Sekiz paragraflık şu yazıda da görüldüğü üzere Türkiye’de cereyan eden, birbirine yumak gibi dolanmış tüm menfî hadiselerin altında itikadî sorunlar yatmaktadır ve yine bu tablodan görülebileceği gibi resmin bütün kahramanlarının şahsiyet noktasında zaafiyeti bulunmaktadır.

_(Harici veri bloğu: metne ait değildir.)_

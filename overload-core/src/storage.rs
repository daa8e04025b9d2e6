//! How registered callables are held.
//!
//! [`IntoStored`] picks a wrapper at registration:
//!
//! - fn pointers and `#[overload]` functions become [`Raw`]
//! - a reference to a callable object becomes [`ByRef`]
//! - an owned callable object is moved into [`ByMove`]
//! - closures wrapped with [`Erased::new`] or [`SyncErased::new`] stay boxed
//!   behind `dyn Call`
//!
//! Nothing is ever cloned. A move-only functor is accepted as long as it is
//! moved in, and a borrowed functor must outlive the registry that holds it.

use std::fmt;

use crate::{Call, Callable, Signature};

/// Which wrapper an entry uses.
#[derive(Debug, Clone, Copy, PartialEq, Eq, Hash)]
pub enum StorageKind {
    /// A plain function pointer.
    Pointer,
    /// A borrowed callable object.
    Borrowed,
    /// A callable object owned by the registry.
    Owned,
    /// A boxed, type-erased callable.
    Erased,
}

impl fmt::Display for StorageKind {
    fn fmt(&self, f: &mut fmt::Formatter<'_>) -> fmt::Result {
        let name = match self {
            StorageKind::Pointer => "pointer",
            StorageKind::Borrowed => "borrowed",
            StorageKind::Owned => "owned",
            StorageKind::Erased => "erased",
        };
        f.write_str(name)
    }
}

/// A callable as held by a registry entry.
///
/// Implementors also implement `Call<Self::Signature>`.
pub trait Stored {
    /// The signature the entry answers to.
    type Signature: Signature;
    /// The wrapper category.
    const KIND: StorageKind;

    /// Address used by identity queries, if the wrapper has a stable one.
    fn identity(&self) -> Option<usize> {
        None
    }
}

/// Conversion of a registrable value into its stored form.
#[diagnostic::on_unimplemented(
    message = "`{Self}` cannot be registered as an overload",
    label = "not a registrable callable",
    note = "register fn pointers, `#[overload]` items, `&functor`, or closures wrapped in `Erased::<fn(..)>::new`"
)]
pub trait IntoStored {
    /// The wrapper this value is stored in.
    type Stored: Stored;

    /// Wraps the value.
    fn into_stored(self) -> Self::Stored;
}

/// A value that can be looked up by identity.
pub trait Candidate {
    /// The signature the candidate would be registered under.
    type Signature: Signature;

    /// The candidate's address, or `None` when it has no stable identity.
    fn identity(&self) -> Option<usize>;
}

// ============================================================================
// Raw
// ============================================================================

/// A function pointer stored verbatim.
#[derive(Clone, Copy)]
pub struct Raw<S>(S);

impl<S> Raw<S> {
    /// Wraps a function pointer.
    pub fn new(pointer: S) -> Self {
        Raw(pointer)
    }

    /// The stored pointer.
    pub fn get(&self) -> &S {
        &self.0
    }
}

impl<S> fmt::Debug for Raw<S>
where
    S: Candidate,
{
    fn fmt(&self, f: &mut fmt::Formatter<'_>) -> fmt::Result {
        match self.0.identity() {
            Some(addr) => write!(f, "Raw({:#x})", addr),
            None => f.write_str("Raw"),
        }
    }
}

impl<S> Call<S> for Raw<S>
where
    S: Signature + Call<S>,
{
    #[inline]
    fn call_with<'a>(&self, args: S::Args<'a>) -> S::Output
    where
        S: 'a,
    {
        self.0.call_with(args)
    }
}

impl<S> Stored for Raw<S>
where
    S: Signature + Candidate + Call<S>,
{
    type Signature = S;
    const KIND: StorageKind = StorageKind::Pointer;

    fn identity(&self) -> Option<usize> {
        self.0.identity()
    }
}

impl<S: Signature> Callable for Raw<S> {
    type Signature = S;
}

impl<S> IntoStored for Raw<S>
where
    S: Signature + Candidate + Call<S>,
{
    type Stored = Self;

    fn into_stored(self) -> Self {
        self
    }
}

impl<S> Candidate for Raw<S>
where
    S: Signature + Candidate,
{
    type Signature = S;

    fn identity(&self) -> Option<usize> {
        self.0.identity()
    }
}

// ============================================================================
// ByRef
// ============================================================================

/// A borrowed callable object.
pub struct ByRef<'r, C: ?Sized>(&'r C);

impl<'r, C: ?Sized> ByRef<'r, C> {
    /// Borrows a callable object.
    pub fn new(callable: &'r C) -> Self {
        ByRef(callable)
    }

    /// The borrowed object.
    pub fn get(&self) -> &'r C {
        self.0
    }

    fn address(&self) -> usize {
        self.0 as *const C as *const () as usize
    }
}

impl<C: ?Sized> Clone for ByRef<'_, C> {
    fn clone(&self) -> Self {
        *self
    }
}

impl<C: ?Sized> Copy for ByRef<'_, C> {}

impl<C: ?Sized> fmt::Debug for ByRef<'_, C> {
    fn fmt(&self, f: &mut fmt::Formatter<'_>) -> fmt::Result {
        write!(f, "ByRef({:#x})", self.address())
    }
}

impl<C> Call<C::Signature> for ByRef<'_, C>
where
    C: Callable + Call<C::Signature> + ?Sized,
{
    #[inline]
    fn call_with<'a>(
        &self,
        args: <C::Signature as Signature>::Args<'a>,
    ) -> <C::Signature as Signature>::Output
    where
        C::Signature: 'a,
    {
        self.0.call_with(args)
    }
}

impl<C> Stored for ByRef<'_, C>
where
    C: Callable + Call<C::Signature> + ?Sized,
{
    type Signature = C::Signature;
    const KIND: StorageKind = StorageKind::Borrowed;

    fn identity(&self) -> Option<usize> {
        Some(self.address())
    }
}

impl<C> Callable for ByRef<'_, C>
where
    C: Callable + ?Sized,
{
    type Signature = C::Signature;
}

impl<C> IntoStored for ByRef<'_, C>
where
    C: Callable + Call<C::Signature> + ?Sized,
{
    type Stored = Self;

    fn into_stored(self) -> Self {
        self
    }
}

impl<C> Candidate for ByRef<'_, C>
where
    C: Callable + ?Sized,
{
    type Signature = C::Signature;

    fn identity(&self) -> Option<usize> {
        Some(self.address())
    }
}

impl<'r, C> IntoStored for &'r C
where
    C: Callable + Call<C::Signature> + ?Sized,
{
    type Stored = ByRef<'r, C>;

    fn into_stored(self) -> ByRef<'r, C> {
        ByRef::new(self)
    }
}

impl<C> Candidate for &C
where
    C: Callable + ?Sized,
{
    type Signature = C::Signature;

    fn identity(&self) -> Option<usize> {
        Some(*self as *const C as *const () as usize)
    }
}

// ============================================================================
// ByMove
// ============================================================================

/// A callable object owned by the registry.
#[derive(Debug, Clone, Default)]
pub struct ByMove<C>(C);

impl<C> ByMove<C> {
    /// Takes ownership of a callable object.
    pub fn new(callable: C) -> Self {
        ByMove(callable)
    }

    /// The owned object.
    pub fn get(&self) -> &C {
        &self.0
    }

    /// Gives the object back.
    pub fn into_inner(self) -> C {
        self.0
    }
}

impl<C> Call<C::Signature> for ByMove<C>
where
    C: Callable + Call<C::Signature>,
{
    #[inline]
    fn call_with<'a>(
        &self,
        args: <C::Signature as Signature>::Args<'a>,
    ) -> <C::Signature as Signature>::Output
    where
        C::Signature: 'a,
    {
        self.0.call_with(args)
    }
}

impl<C> Stored for ByMove<C>
where
    C: Callable + Call<C::Signature>,
{
    type Signature = C::Signature;
    const KIND: StorageKind = StorageKind::Owned;
}

impl<C: Callable> Callable for ByMove<C> {
    type Signature = C::Signature;
}

impl<C> IntoStored for ByMove<C>
where
    C: Callable + Call<C::Signature>,
{
    type Stored = Self;

    fn into_stored(self) -> Self {
        self
    }
}

impl<C: Callable> Candidate for ByMove<C> {
    type Signature = C::Signature;

    fn identity(&self) -> Option<usize> {
        None
    }
}

// ============================================================================
// Erased
// ============================================================================

macro_rules! erased_storage {
    ($(#[$meta:meta])* $name:ident, $($bound:tt)*) => {
        $(#[$meta])*
        pub struct $name<'f, S: Signature>(Box<dyn Call<S> $($bound)* + 'f>);

        impl<'f, S: Signature> $name<'f, S> {
            /// Boxes a callable that satisfies `S`.
            pub fn new<F>(callable: F) -> Self
            where
                F: Call<S> $($bound)* + 'f,
            {
                $name(Box::new(callable))
            }
        }

        impl<S: Signature> fmt::Debug for $name<'_, S> {
            fn fmt(&self, f: &mut fmt::Formatter<'_>) -> fmt::Result {
                f.write_str(stringify!($name))
            }
        }

        impl<S: Signature> Call<S> for $name<'_, S> {
            #[inline]
            fn call_with<'a>(&self, args: S::Args<'a>) -> S::Output
            where
                S: 'a,
            {
                self.0.call_with(args)
            }
        }

        impl<S: Signature> Stored for $name<'_, S> {
            type Signature = S;
            const KIND: StorageKind = StorageKind::Erased;
        }

        impl<S: Signature> Callable for $name<'_, S> {
            type Signature = S;
        }

        impl<S: Signature> IntoStored for $name<'_, S> {
            type Stored = Self;

            fn into_stored(self) -> Self {
                self
            }
        }

        impl<S: Signature> Candidate for $name<'_, S> {
            type Signature = S;

            fn identity(&self) -> Option<usize> {
                None
            }
        }
    };
}

erased_storage!(
    /// A boxed callable bound to signature `S`.
    ///
    /// The closure may hold non-thread-safe state such as `Cell` or `Rc`; a
    /// registry holding it is then confined to one thread. Use [`SyncErased`]
    /// to share the registry.
    ///
    /// ```rust,ignore
    /// let offset = 3;
    /// let add = Erased::<fn(i32) -> i32>::new(move |x: i32| x + offset);
    /// ```
    Erased,
);

erased_storage!(
    /// A boxed `Send + Sync` callable bound to signature `S`.
    SyncErased, + Send + Sync
);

Ha, unutmadan, Fetullah Gülen tüm bu yaptıklarını İslâm’ı “öyle” anladığı için “hata” olarak yapmadı, ajan olduğu için belli bir disiplin içinde kalarak yaptı. Mustafa Kemal ise tüm yaptıklarını Allah ve peygamberine karşı düşmanlığı yüzünden yaptı. Görüldüğü üzere her ikisinde de bir şuur var. Peki, ya siz neyi, niçin yapıyorsunuz?